Yes. You are correct. It is That Day. It rolled round again. Groan. But it is done, thank heavens and I can forget about it because it is not my most favourite way to spend 10 minutes, I can tell you. Usually, there are 4 full changing rooms in the mobile unit, but this time, I barrelled through the door and I was greeted by 3 nurses/technicians. I had their undivided attention, and so I was barrelling out of the door in minutes. Such a delight to see the sky without have exploded all over the machine.
The hilarious part was this tiny scrap of a
Sigh
Life is hard when you get older.
And things sag.
And bag.
I was at aquazumba at an early hour, and it was strange - I feel listless. Listless and Aqua-anything do not go well together, but we soldiered on.

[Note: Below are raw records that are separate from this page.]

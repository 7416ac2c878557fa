//! Append-only event store with optimistic concurrency and the
//! effective-total-order scan.

use chrono::TimeZone;
use chrono::Utc;
use sqlx::sqlite::SqliteRow;
use sqlx::{Row, SqlitePool};
use tracing::{debug, instrument};
use uuid::Uuid;

use mo_core::{AggregateId, AggregateType, EffectiveCursor, EventRecord, EventToAppend};

use crate::error::{map_sqlx_error, StoreError, StoreResult};
use crate::notify::{ChangeNotifier, StoreTable};

/// Filter for [`SqliteEventStore::get_all_events`].
#[derive(Debug, Clone, Default)]
pub struct EventFilter {
    pub aggregate_type: Option<AggregateType>,
    pub aggregate_id: Option<AggregateId>,
    pub event_type: Option<String>,
    pub since_commit_sequence: Option<i64>,
    pub limit: Option<i64>,
}

/// A remote event being materialized into a local row.
///
/// `payload_encrypted` is the original ciphertext bytes as pulled; the
/// store never re-encrypts on this path.
#[derive(Debug, Clone)]
pub struct RemoteEventRow {
    pub id: Uuid,
    pub aggregate_type: AggregateType,
    pub aggregate_id: AggregateId,
    pub event_type: String,
    pub payload_encrypted: Vec<u8>,
    pub keyring_update: Option<Vec<u8>>,
    pub version: u64,
    pub occurred_at: chrono::DateTime<Utc>,
    pub actor_id: Option<String>,
    pub causation_id: Option<String>,
    pub correlation_id: Option<String>,
    pub epoch: Option<u32>,
}

/// One row's version move inside a pending rewrite.
#[derive(Debug, Clone)]
pub struct VersionShift {
    pub event_id: Uuid,
    pub old_version: u64,
    pub new_version: u64,
    /// Payload re-encrypted under the new version's AAD.
    pub new_payload: Vec<u8>,
}

/// SQLite-backed event store.
///
/// Cheap to clone; all clones share the pool and notifier.
#[derive(Debug, Clone)]
pub struct SqliteEventStore {
    pool: SqlitePool,
    notifier: ChangeNotifier,
}
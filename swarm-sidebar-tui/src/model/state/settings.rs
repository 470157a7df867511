//! 设置页面状态

use crate::i18n::Language;

/// 设置页的可调项，顺序即显示顺序
#[derive(Debug, Clone, Copy, PartialEq, Eq)]
pub enum SettingItem {
    MenuMode,
    Language,
}

impl SettingItem {
    pub fn all() -> &'static [SettingItem] {
        &[SettingItem::MenuMode, SettingItem::Language]
    }

    pub fn from_index(index: usize) -> Option<SettingItem> {
        Self::all().get(index).copied()
    }
}

/// 设置页面状态
///
/// 菜单模式保存在 `App::layout` 中，这里不重复保存
#[derive(Debug, Default)]
pub struct SettingsState {
    pub selected_index: usize,
    /// 当前语言
    pub language: Language,
}

impl SettingsState {
    pub fn new(language: Language) -> Self {
        Self {
            selected_index: 0,
            language,
        }
    }

    pub fn select_previous(&mut self) {
        let count = SettingItem::all().len();
        self.selected_index = (self.selected_index + count - 1) % count;
    }

    pub fn select_next(&mut self) {
        self.selected_index = (self.selected_index + 1) % SettingItem::all().len();
    }

    /// 光标所在的设置项
    pub fn current_item(&self) -> Option<SettingItem> {
        SettingItem::from_index(self.selected_index)
    }
}

#[cfg(test)]
mod tests {
    use super::*;

    #[test]
    fn selection_wraps_around() {
        let mut settings = SettingsState::new(Language::EnUs);
        settings.select_previous();
        assert_eq!(settings.current_item(), Some(SettingItem::Language));
        settings.select_next();
        assert_eq!(settings.current_item(), Some(SettingItem::MenuMode));
    }
}
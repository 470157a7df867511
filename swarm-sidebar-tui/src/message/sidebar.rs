//! 侧边栏消息

use swarm_sidebar_core::LevelId;

/// 侧边栏消息
#[derive(Debug, Clone, Copy, PartialEq, Eq)]
pub enum SidebarMessage {
    /// 光标上移
    SelectPrevious,
    /// 光标下移
    SelectNext,
    /// 点击光标所在项
    Activate,
    /// 鼠标点击菜单项
    Click { level: LevelId, index: usize },
    /// 鼠标进入菜单项
    Hover { level: LevelId, index: usize },
}
//! 内容面板消息

/// 内容面板消息
#[derive(Debug, Clone, Copy, PartialEq, Eq)]
pub enum ContentMessage {
    /// 选择上一项
    SelectPrevious,
    /// 选择下一项
    SelectNext,
    /// 确认选择（资源池列表进入详情）
    Confirm,
    /// 切换到上一个值（用于设置项）
    TogglePrev,
    /// 切换到下一个值（用于设置项）
    ToggleNext,
    /// 鼠标点击内容区域
    Click,
}
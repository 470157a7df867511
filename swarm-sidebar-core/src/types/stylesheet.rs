//! 样式表链接

use std::collections::BTreeMap;
use std::fmt;

use serde::{Deserialize, Serialize};

use super::MenuAction;

/// 样式表类型
#[derive(Debug, Clone, Copy, PartialEq, Eq, Hash, Serialize, Deserialize)]
#[serde(rename_all = "lowercase")]
pub enum StylesheetKind {
    Layout,
    Theme,
}

impl StylesheetKind {
    /// 对应的链接元素 ID
    #[must_use]
    pub fn link_id(self) -> &'static str {
        match self {
            Self::Layout => "layout-css",
            Self::Theme => "theme-css",
        }
    }

    /// 皮肤名称对应的样式表路径，不做名称校验
    #[must_use]
    pub fn href(self, name: &str) -> String {
        match self {
            Self::Layout => format!("assets/layout/css/layout-{name}.css"),
            Self::Theme => format!("assets/theme/theme-{name}.css"),
        }
    }

    /// 从样式表路径中取回皮肤名称
    #[must_use]
    pub fn name_from_href(self, href: &str) -> Option<&str> {
        let prefix = match self {
            Self::Layout => "assets/layout/css/layout-",
            Self::Theme => "assets/theme/theme-",
        };
        href.strip_prefix(prefix)?.strip_suffix(".css")
    }
}

impl fmt::Display for StylesheetKind {
    fn fmt(&self, f: &mut fmt::Formatter<'_>) -> fmt::Result {
        match self {
            Self::Layout => write!(f, "layout"),
            Self::Theme => write!(f, "theme"),
        }
    }
}

/// 文档中具名的样式表链接（`theme-css`、`layout-css`）
#[derive(Debug, Clone, PartialEq, Eq, Serialize, Deserialize)]
pub struct StylesheetLinks {
    links: BTreeMap<String, String>,
}

impl StylesheetLinks {
    /// 默认皮肤
    pub const DEFAULT_LAYOUT: &'static str = "bluegrey";
    pub const DEFAULT_THEME: &'static str = "bluegrey";

    pub fn new(layout: &str, theme: &str) -> Self {
        let mut links = BTreeMap::new();
        links.insert(
            StylesheetKind::Layout.link_id().to_string(),
            StylesheetKind::Layout.href(layout),
        );
        links.insert(
            StylesheetKind::Theme.link_id().to_string(),
            StylesheetKind::Theme.href(theme),
        );
        Self { links }
    }

    /// 读取链接当前指向的路径
    pub fn href(&self, link_id: &str) -> Option<&str> {
        self.links.get(link_id).map(String::as_str)
    }

    /// 改写链接的目标路径，重复调用结果相同
    pub fn set_href(&mut self, link_id: &str, href: String) {
        self.links.insert(link_id.to_string(), href);
    }

    /// 执行菜单动作
    pub fn apply(&mut self, action: &MenuAction) {
        let kind = action.stylesheet_kind();
        self.set_href(kind.link_id(), kind.href(action.name()));
    }

    /// 当前使用的皮肤名称
    pub fn current(&self, kind: StylesheetKind) -> Option<&str> {
        self.href(kind.link_id())
            .and_then(|href| kind.name_from_href(href))
    }
}

impl Default for StylesheetLinks {
    fn default() -> Self {
        Self::new(Self::DEFAULT_LAYOUT, Self::DEFAULT_THEME)
    }
}
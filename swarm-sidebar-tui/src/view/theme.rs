//! 主题和样式定义
//!
//! 终端没有样式表，`theme-css` / `layout-css` 当前指向的皮肤名称
//! 决定配色：主题决定强调色，布局决定菜单的底色。

use ratatui::style::{Color, Modifier, Style};
use swarm_sidebar_core::types::{StylesheetKind, StylesheetLinks};

/// Material 调色板中各皮肤的主色
const PALETTE: &[(&str, (u8, u8, u8))] = &[
    ("bluegrey", (96, 125, 139)),
    ("indigo", (63, 81, 181)),
    ("pink", (233, 30, 99)),
    ("purple", (156, 39, 176)),
    ("deeppurple", (103, 58, 183)),
    ("blue", (33, 150, 243)),
    ("lightblue", (3, 169, 244)),
    ("cyan", (0, 188, 212)),
    ("teal", (0, 150, 136)),
    ("green", (76, 175, 80)),
    ("lightgreen", (139, 195, 74)),
    ("lime", (205, 220, 57)),
    ("yellow", (255, 235, 59)),
    ("amber", (255, 193, 7)),
    ("orange", (255, 152, 0)),
    ("deeporange", (255, 87, 34)),
    ("brown", (121, 85, 72)),
    ("grey", (158, 158, 158)),
    // Special 布局
    ("reflection", (44, 62, 80)),
    ("moody", (72, 52, 80)),
    ("cityscape", (38, 50, 56)),
    ("cloudy", (84, 110, 122)),
    ("storm", (33, 37, 41)),
    ("palm", (27, 94, 32)),
    ("flatiron", (62, 39, 35)),
];

/// 未知皮肤时使用的颜色
const FALLBACK: (u8, u8, u8) = (96, 125, 139);

fn skin_rgb(name: Option<&str>) -> (u8, u8, u8) {
    name.and_then(|name| {
        PALETTE
            .iter()
            .find(|(skin, _)| *skin == name)
            .map(|(_, rgb)| *rgb)
    })
    .unwrap_or(FALLBACK)
}

/// 把颜色压暗，用作大面积底色
fn darken((r, g, b): (u8, u8, u8), percent: u16) -> Color {
    let scale = |v: u8| u8::try_from(u16::from(v) * percent / 100).unwrap_or(u8::MAX);
    Color::Rgb(scale(r), scale(g), scale(b))
}

/// 亮色背景上用黑字，暗色背景上用白字
fn contrast((r, g, b): (u8, u8, u8)) -> Color {
    let luma = u32::from(r) * 299 + u32::from(g) * 587 + u32::from(b) * 114;
    if luma > 150_000 {
        Color::Black
    } else {
        Color::White
    }
}

/// 获取当前皮肤的颜色方案
pub fn colors(links: &StylesheetLinks) -> ThemeColors {
    ThemeColors::from_links(links)
}

/// 主题颜色
#[derive(Debug, Clone, PartialEq, Eq)]
pub struct ThemeColors {
    pub bg: Color,
    pub fg: Color,
    pub border: Color,
    pub border_focused: Color,
    pub highlight: Color,
    pub highlight_fg: Color,
    pub selected_bg: Color,
    pub selected_fg: Color,
    pub success: Color,
    pub warning: Color,
    pub error: Color,
    pub muted: Color,
    /// 菜单底色
    pub menu_bg: Color,
    pub menu_fg: Color,
    /// 展开中的菜单项
    pub menu_active: Color,
    /// 徽标
    pub badge_bg: Color,
    pub badge_fg: Color,
}

impl ThemeColors {
    /// 根据样式链接生成配色
    pub fn from_links(links: &StylesheetLinks) -> Self {
        let theme = skin_rgb(links.current(StylesheetKind::Theme));
        let layout = skin_rgb(links.current(StylesheetKind::Layout));
        let (r, g, b) = theme;

        Self {
            bg: Color::Rgb(30, 30, 30),
            fg: Color::Rgb(212, 212, 212),
            border: Color::Rgb(62, 62, 62),
            border_focused: Color::Rgb(r, g, b),
            highlight: Color::Rgb(r, g, b),
            highlight_fg: contrast(theme),
            selected_bg: darken(theme, 60),
            selected_fg: Color::White,
            success: Color::Rgb(78, 201, 176),
            warning: Color::Rgb(206, 145, 120),
            error: Color::Rgb(244, 135, 113),
            muted: Color::Rgb(128, 128, 128),
            menu_bg: darken(layout, 35),
            menu_fg: Color::Rgb(230, 230, 230),
            menu_active: {
                let (r, g, b) = layout;
                Color::Rgb(r, g, b)
            },
            badge_bg: Color::Rgb(r, g, b),
            badge_fg: contrast(theme),
        }
    }

    /// 边框样式
    pub fn border_style(&self, focused: bool) -> Style {
        if focused {
            Style::default().fg(self.border_focused)
        } else {
            Style::default().fg(self.border)
        }
    }

    /// 选中项样式
    pub fn selected(&self) -> Style {
        Style::default()
            .bg(self.selected_bg)
            .fg(self.selected_fg)
            .add_modifier(Modifier::BOLD)
    }

    /// 标题样式
    pub fn title(&self) -> Style {
        Style::default().fg(self.fg).add_modifier(Modifier::BOLD)
    }

    /// 标题栏 / 状态栏样式
    pub fn bar(&self) -> Style {
        Style::default().bg(self.highlight).fg(self.highlight_fg)
    }
}

/// 常用样式
pub struct Styles;

impl Styles {
    /// 快捷键提示样式
    pub fn hint_key() -> Style {
        Style::default()
            .fg(Color::Yellow)
            .add_modifier(Modifier::BOLD)
    }

    /// 快捷键说明样式
    pub fn hint_desc() -> Style {
        Style::default().fg(Color::Rgb(180, 180, 180))
    }
}

#[cfg(test)]
mod tests {
    use super::*;
    use swarm_sidebar_core::types::MenuAction;

    #[test]
    fn theme_action_changes_accent_color() {
        let mut links = StylesheetLinks::default();
        let before = ThemeColors::from_links(&links);

        links.apply(&MenuAction::ChangeTheme("teal".into()));
        let after = ThemeColors::from_links(&links);

        assert_eq!(after.highlight, Color::Rgb(0, 150, 136));
        assert_ne!(before.highlight, after.highlight);
        assert_eq!(before.menu_bg, after.menu_bg, "layout untouched");
    }

    #[test]
    fn special_layout_changes_menu_background() {
        let mut links = StylesheetLinks::default();
        links.apply(&MenuAction::ChangeLayout("storm".into()));
        assert_eq!(ThemeColors::from_links(&links).menu_active, Color::Rgb(33, 37, 41));
    }

    #[test]
    fn unknown_skin_falls_back_to_default_palette() {
        let mut links = StylesheetLinks::default();
        links.apply(&MenuAction::ChangeTheme("no-such-theme".into()));
        assert_eq!(
            ThemeColors::from_links(&links),
            ThemeColors::from_links(&StylesheetLinks::default())
        );
    }

    #[test]
    fn light_accents_use_dark_text() {
        assert_eq!(contrast((255, 235, 59)), Color::Black);
        assert_eq!(contrast((63, 81, 181)), Color::White);
    }
}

I still feel a little drained and uninspired. Strange how these days pop up now and then. Unexpectedly. But I can't stop moving, so I have been sewing some bunting for my sister and then made another 12 hearts. Just because the fabric is there and I can use it. I have house group here tonight, so I have turned the heating on for a while to make this house warm and welcoming. Nothing puts people off more than a freezing house. I can announce that crockpots do not warm the house. The smell of my chili concoction may be warm and enticing, but the room stays cold. I need to use the oven more and bake. I always leave the oven door open until it cools down, so the room gets a boost of heat. But that is for December time, the baking time. The Christmas cake is now wrapped in foil and sitting on the counter. It looks great. I must remember to move it out of the room should the wood-working muse strike. I can just see it covered accidentally in sawdust.
Good grief. I just had a bowl of that chili stuff. I may have overdone the chili. I feel flames about to emit from my mouth a la dragons. It was great at the time I ate it, but the aftershock is making my eyes water. Ah well. It warmed the stomach.
Maybe I can do a little painting before the people arrive..........
2 comments:
Yes, the dreaded M. It's really painful as well as embarrassing, isn't it? And nowadays there are dark murmurings about it doing more harm than good, which isn't encouraging. But I remember my MIL dying of breast cancer, and it was not a good way to go...
I need to make my m appointment too. Thanks for reminding me!!!
The chili sounds yummy. It's perfect for a cool night.